Nebraska delivered a perfect autumn day for us, so we lived within it with gusto. I am naming some of the landmark trees in Sanctuary – the weeping willows by the bridge are the “Two Wandas”, the old creek willow with its shape reminiscent of those in Victorian paintings has been named “Victoria” (what else?) and so forth. This personalization of the flora is perhaps another step away from the life of logic and reality; when I begin to report conversations with these trees, and I hear them speaking back to me, then I am sure someone will come forward with an intervention.

This present phase of my life with cancer is a bit odd. I look good, and I feel quite well with nice energy, but the blood still reports “no immunities”. Life without interaction with other people would be a lesser one, so contrary to the doctor’s recommendations, I continue going forth into public places, visiting with others and hugging granddaughters as often as possible. There is a heightened awareness of the possibilities of illnesses that seem to multiply with school beginnings and summer’s end, and both Charles and I do a lot of hand washing while avoiding places of tightly packed humanity. So far, so good.

“Same song, second verse. Should get better, but it’s gonna get worse.” As I read the CBC results yesterday afternoon, these words in a raucous singing voice came into my head after remaining dormant since high school bussing days. I have had a splendid week of happy living and feeling well, so I hoped that the state of the blood would be better than it was 2 1/2 weeks ago. It wasn’t. Instead, the reading revealed a little loss in the red blood cell count while the white cells and platelets stayed nearly the same.


The trees, grasses, and wild flowers of Sanctuary are very beautiful now. The flowers are predominantly white, yellow, rich gold, or dark pink and lavender, and the grasses have lovely cream colored heads. The trees add more yellow leaves each day as the sunlight recedes, and some of the wild plums are filled with fruit in colors ranging from a soft pink to a dark purple. When Alphie and I walked at dawn today, the plumes of grass in the pasture held myriad droplets of moisture which shimmered in the early morning sunlight. I try to memorize these sights because they are always singular and worth remembering. Only the blue jays were calling to each other at that time – the nighttime temperature has dropped to 39 degrees which is quite low for early September, so it is possible that many more bird species have determined to get to their winter homes sooner rather than later.
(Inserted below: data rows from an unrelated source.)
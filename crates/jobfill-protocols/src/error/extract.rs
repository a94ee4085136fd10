//! Extraction errors.

use thiserror::Error;

/// The page could not be analyzed at all.
///
/// An empty field list is not an error; callers report it as a status.
#[derive(Debug, Error)]
pub enum ExtractError {
    #[error("Page unloaded: {0}")]
    PageUnloaded(String),

    #[error("Document has no body element")]
    NoBody,
}
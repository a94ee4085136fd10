//! Error types shared across the workspace.

mod extract;
mod fill;
mod messaging;

pub use extract::ExtractError;
pub use fill::FillError;
pub use messaging::MessagingError;
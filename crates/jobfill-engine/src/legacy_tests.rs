use super::*;
use jobfill_protocols::{Education, PersonalInfo, WorkExperience};

fn page(body: &str) -> Document {
    Document::parse(&format!("<html><body>{body}</body></html>"))
}

fn value_of(document: &Document, id: &str) -> String {
    document.value(document.by_id(id).unwrap())
}

fn profile() -> Profile {
    Profile {
        personal: PersonalInfo {
            first_name: Some("Grace".to_string()),
            last_name: Some("Hopper".to_string()),
            email: Some("grace@navy.mil".to_string()),
            summary: Some("Compiler pioneer".to_string()),
            ..Default::default()
        },
        work_experience: vec![WorkExperience {
            company: Some("Remington Rand".to_string()),
            title: Some("Senior Mathematician".to_string()),
            is_current: Some(true),
            ..Default::default()
        }],
        education: vec![Education {
            school: Some("Yale".to_string()),
            is_current: Some(false),
            ..Default::default()
        }],
        ..Default::default()
    }
}

#[test]
fn test_fills_by_attribute_fragments() {
    let mut document = page(
        r#"<input id="a" name="applicant_first_name">
           <input id="b" name="applicant_last_name">
           <input id="c" placeholder="email">
           <textarea id="d" name="cover_letter"></textarea>
           <input id="e" name="employer">"#,
    );
    let filled = LegacyFiller::new(&mut document).fill(&profile());

    assert_eq!(filled, 5);
    assert_eq!(value_of(&document, "a"), "Grace");
    assert_eq!(value_of(&document, "b"), "Hopper");
    assert_eq!(value_of(&document, "c"), "grace@navy.mil");
    assert_eq!(value_of(&document, "d"), "Compiler pioneer");
    assert_eq!(value_of(&document, "e"), "Remington Rand");

    let node = document.by_id("a").unwrap();
    assert_eq!(
        document.events_for(node),
        vec![EventKind::Input, EventKind::Change]
    );
}

#[test]
fn test_first_match_in_dom_order_wins() {
    let mut document = page(
        r#"<input id="one" name="email">
           <input id="two" name="email_confirm">"#,
    );
    LegacyFiller::new(&mut document).fill(&profile());
    assert_eq!(value_of(&document, "one"), "grace@navy.mil");
    assert_eq!(value_of(&document, "two"), "");
}

#[test]
fn test_element_written_once_per_run() {
    // "name" would also hit the first-name field; it is already taken.
    let mut document = page(r#"<input id="f" name="first_name"><input id="n" name="name">"#);
    let mut data = profile();
    data.personal.full_name = Some("Grace Brewster Hopper".to_string());
    LegacyFiller::new(&mut document).fill(&data);
    assert_eq!(value_of(&document, "f"), "Grace");
    assert_eq!(value_of(&document, "n"), "Grace Brewster Hopper");
}

#[test]
fn test_full_name_needs_explicit_value() {
    let mut document = page(r#"<input id="n" name="name">"#);
    assert_eq!(LegacyFiller::new(&mut document).fill(&profile()), 0);
    assert_eq!(value_of(&document, "n"), "");
}

#[test]
fn test_label_fallback() {
    let mut document = page(
        r#"<label for="q1">Your job title</label><input id="q1">
           <label>Field of study <input id="q2"></label>"#,
    );
    let mut data = profile();
    data.education[0].field_of_study = Some("Mathematics".to_string());

    LegacyFiller::new(&mut document).fill(&data);
    assert_eq!(value_of(&document, "q1"), "Senior Mathematician");
    assert_eq!(value_of(&document, "q2"), "Mathematics");
}

#[test]
fn test_skips_hidden_and_readonly() {
    let mut document = page(
        r#"<input id="h" name="email" style="display:none">
           <input id="r" name="email" readonly>
           <input id="ok" name="email">"#,
    );
    LegacyFiller::new(&mut document).fill(&profile());
    assert_eq!(value_of(&document, "h"), "");
    assert_eq!(value_of(&document, "r"), "");
    assert_eq!(value_of(&document, "ok"), "grace@navy.mil");
}

#[test]
fn test_current_job_checkbox() {
    let mut document = page(
        r#"<input type="checkbox" id="cj" name="current_job">
           <input type="checkbox" id="ce" name="current_student">"#,
    );
    let filled = LegacyFiller::new(&mut document).fill(&profile());

    assert_eq!(filled, 1);
    assert!(document.is_checked(document.by_id("cj").unwrap()));
    assert!(!document.is_checked(document.by_id("ce").unwrap()));
}

#[test]
fn test_nothing_to_fill() {
    let mut document = page(r#"<input name="favourite_colour">"#);
    assert_eq!(LegacyFiller::new(&mut document).fill(&profile()), 0);
    assert_eq!(LegacyFiller::new(&mut document).fill(&Profile::default()), 0);
}

#[test]
fn test_locations_and_achievements() {
    let mut document = page(
        r#"<input id="jl" name="job_location">
           <input id="inst" name="institution">
           <input id="sl" name="school_location">
           <textarea id="aw" name="honors"></textarea>"#,
    );
    let mut data = profile();
    data.work_experience[0].location = Some("Philadelphia, PA".to_string());
    data.education[0].location = Some("New Haven, CT".to_string());
    data.education[0].achievements = Some("Phi Beta Kappa".to_string());

    let filled = LegacyFiller::new(&mut document).fill(&data);

    assert_eq!(filled, 4);
    assert_eq!(value_of(&document, "jl"), "Philadelphia, PA");
    assert_eq!(value_of(&document, "inst"), "Yale");
    assert_eq!(value_of(&document, "sl"), "New Haven, CT");
    assert_eq!(value_of(&document, "aw"), "Phi Beta Kappa");
}
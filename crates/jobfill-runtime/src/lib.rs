//! # jobfill runtime
//!
//! The collaborators around the engine: where profiles come from, where
//! session state is kept, and how requests reach a tab's content script.
//!
//! - [`BackendClient`] talks to the profile service over HTTP.
//! - [`LocalStore`] keeps the login flag, cached profile, ATS toggle and the
//!   rolling autofill logs in one JSON file.
//! - [`TabBridge`] routes messages to the [`ContentScript`](jobfill_engine::ContentScript)
//!   attached to each tab.
//! - [`SessionContext`] ties them together for one popup session.

pub mod backend;
pub mod bridge;
pub mod error;
pub mod session;
pub mod store;

pub use backend::{BackendClient, ProfileSource, UserStatus};
pub use bridge::{TabBridge, TabId};
pub use error::{BackendError, SessionError, StoreError};
pub use session::{AnalysisReport, PopupStatus, SessionContext, StatusKind};
pub use store::{LocalStore, StoreState};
We have a chandelier in our living room that has a large glass bowl in the middle which can be filled with cut or seasonal flowers. Charles filled it with pink sedum and a wild flower called “snow-on-the-mountain” which is white and green with tiny white flowers that form very small green, furry seed pods at their bases. What we have found out since is that at a certain moment of ripeness, the little seed pods literally explode, popping out the ripened seed and causing it to fly a goodly distance from the plant. Last night we heard the little pops, and had the sensation of getting struck by tiny spit balls as seeds began to randomly fly about the room. At first, we had no clue about what was going on, but after a bit, Charles identified the source. This activity is still going on as I write, and I have been struck a number of times. When one looks closely at the floor, there are quite a few seeds generously sprinkled about, and Charles has announced that the flowers will have to go outside. I say the whole method is ingenious and explains why this wild flower shows up in different spots all over the yard and pasture each year but I have to agree that having a well-seeded living room is not the level of sophisticated living for which one would like to be recognized.